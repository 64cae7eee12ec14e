// ==============================================================================
// threat.rs — THREAT EVALUATION + PERIODIC THREAT SERVICE
// ------------------------------------------------------------------------------
// threat = w_rival  * 1/max(1, d_rival)
//        + w_police * 1/max(1, d_police)
//        + w_speed  * clamp01(speed / max_speed)
//        + w_damage * clamp01(damage)
// clamped to [0, 1]. With several police cars only the closest one counts.
//
// ThreatService re-evaluates on a jittered interval and writes the result,
// speed and motif intensity into the agent's Blackboard.
// ==============================================================================

use nalgebra::Point3;
use rand::Rng;
use serde::{Deserialize, Serialize};

use crate::ai::blackboard::Blackboard;
use crate::curve::clamp01;

pub const DEFAULT_MAX_SPEED_KMH: f32 = 220.0;
pub const SERVICE_INTERVAL: f32 = 0.5;           // s
pub const SERVICE_RANDOM_DEVIATION: f32 = 0.1;   // s

#[derive(Debug, Clone, Copy, PartialEq, Serialize, Deserialize)]
pub struct ThreatWeights {
    pub rival: f32,
    pub police: f32,
    pub speed: f32,
    pub damage: f32,
}

impl Default for ThreatWeights {
    fn default() -> Self {
        Self {
            rival: 0.45,
            police: 0.35,
            speed: 0.15,
            damage: 0.05,
        }
    }
}

#[derive(Debug, Clone, Copy, PartialEq, Serialize, Deserialize)]
pub struct ThreatEvaluator {
    pub weights: ThreatWeights,
    pub max_speed_kmh: f32,
}

impl Default for ThreatEvaluator {
    fn default() -> Self {
        Self {
            weights: ThreatWeights::default(),
            max_speed_kmh: DEFAULT_MAX_SPEED_KMH,
        }
    }
}

/// Inverse proximity with the denominator floored at one unit.
#[inline]
pub fn proximity(distance: f32) -> f32 {
    if distance.is_nan() {
        return 0.0;
    }
    1.0 / distance.max(1.0)
}

/// World context for one threat evaluation.
#[derive(Debug, Clone, Copy)]
pub struct ThreatScene<'a> {
    pub self_position: Point3<f32>,
    pub speed_kmh: f32,
    pub damage: f32,
    pub rival_position: Option<Point3<f32>>,
    pub police_positions: &'a [Point3<f32>],
}

impl ThreatEvaluator {
    pub fn evaluate(&self, rival_distance: f32, police_distance: f32, speed_kmh: f32, damage: f32) -> f32 {
        self.combine(proximity(rival_distance), proximity(police_distance), speed_kmh, damage)
    }

    /// Closest police car dominates; an absent rival or empty police list
    /// contributes nothing.
    pub fn evaluate_multi(&self, rival_distance: Option<f32>, police_distances: &[f32], speed_kmh: f32, damage: f32) -> f32 {
        let rival = rival_distance.map_or(0.0, proximity);
        let police = police_distances
            .iter()
            .map(|d| proximity(*d))
            .fold(0.0_f32, f32::max);
        self.combine(rival, police, speed_kmh, damage)
    }

    pub fn evaluate_scene(&self, scene: &ThreatScene<'_>) -> f32 {
        let rival = scene
            .rival_position
            .map(|p| nalgebra::distance(&scene.self_position, &p));
        let police: Vec<f32> = scene
            .police_positions
            .iter()
            .map(|p| nalgebra::distance(&scene.self_position, p))
            .collect();
        self.evaluate_multi(rival, &police, scene.speed_kmh, scene.damage)
    }

    fn combine(&self, rival_prox: f32, police_prox: f32, speed_kmh: f32, damage: f32) -> f32 {
        let w = &self.weights;
        let speed_risk = clamp01(speed_kmh / self.max_speed_kmh.max(1e-3));
        let damage_risk = clamp01(damage);

        let threat = w.rival * rival_prox
            + w.police * police_prox
            + w.speed * speed_risk
            + w.damage * damage_risk;

        clamp01(threat)
    }
}

/// Overlay intensity driven by threat (performance scaled downstream).
#[inline]
pub fn motif_intensity(threat: f32) -> f32 {
    clamp01(0.4 + threat * 0.6)
}

// ============================================
// periodic service
// ============================================

#[derive(Debug, Clone)]
pub struct ThreatService {
    pub evaluator: ThreatEvaluator,
    pub interval: f32,
    pub random_deviation: f32,
    countdown: f32,
}

impl Default for ThreatService {
    fn default() -> Self {
        Self::new(ThreatEvaluator::default())
    }
}

impl ThreatService {
    pub fn new(evaluator: ThreatEvaluator) -> Self {
        Self {
            evaluator,
            interval: SERVICE_INTERVAL,
            random_deviation: SERVICE_RANDOM_DEVIATION,
            countdown: 0.0,
        }
    }

    /// Advance the service clock. When due, evaluate and write the blackboard;
    /// returns the new threat in that case.
    pub fn tick<R: Rng>(
        &mut self,
        dt: f32,
        scene: &ThreatScene<'_>,
        blackboard: &mut Blackboard,
        rng: &mut R,
    ) -> Option<f32> {
        self.countdown -= dt.max(0.0);
        if self.countdown > 0.0 {
            return None;
        }

        let jitter = if self.random_deviation > 0.0 {
            rng.gen_range(-self.random_deviation..=self.random_deviation)
        } else {
            0.0
        };
        self.countdown = (self.interval + jitter).max(0.0);

        let threat = self.evaluator.evaluate_scene(scene);
        blackboard.set_threat_level(threat);
        blackboard.speed_kmh = scene.speed_kmh;
        blackboard.set_motif_intensity(motif_intensity(threat));

        let nearest_police = scene.police_positions.iter().copied().min_by(|a, b| {
            nalgebra::distance_squared(&scene.self_position, a)
                .total_cmp(&nalgebra::distance_squared(&scene.self_position, b))
        });
        if let Some(p) = nearest_police.or(scene.rival_position) {
            blackboard.last_threat_position = Some(p);
        }

        Some(threat)
    }
}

### Your assignment
Using only the listing above, restate exactly the lines from the line containing "pub fn proximity(distance: f32)" through the line containing "let police: Vec<f32> = scene", both included.

### Task result
pub fn proximity(distance: f32) -> f32 {
    if distance.is_nan() {
        return 0.0;
    }
    1.0 / distance.max(1.0)
}

/// World context for one threat evaluation.
#[derive(Debug, Clone, Copy)]
pub struct ThreatScene<'a> {
    pub self_position: Point3<f32>,
    pub speed_kmh: f32,
    pub damage: f32,
    pub rival_position: Option<Point3<f32>>,
    pub police_positions: &'a [Point3<f32>],
}

impl ThreatEvaluator {
    pub fn evaluate(&self, rival_distance: f32, police_distance: f32, speed_kmh: f32, damage: f32) -> f32 {
        self.combine(proximity(rival_distance), proximity(police_distance), speed_kmh, damage)
    }

    /// Closest police car dominates; an absent rival or empty police list
    /// contributes nothing.
    pub fn evaluate_multi(&self, rival_distance: Option<f32>, police_distances: &[f32], speed_kmh: f32, damage: f32) -> f32 {
        let rival = rival_distance.map_or(0.0, proximity);
        let police = police_distances
            .iter()
            .map(|d| proximity(*d))
            .fold(0.0_f32, f32::max);
        self.combine(rival, police, speed_kmh, damage)
    }

    pub fn evaluate_scene(&self, scene: &ThreatScene<'_>) -> f32 {
        let rival = scene
            .rival_position
            .map(|p| nalgebra::distance(&scene.self_position, &p));
        let police: Vec<f32> = scene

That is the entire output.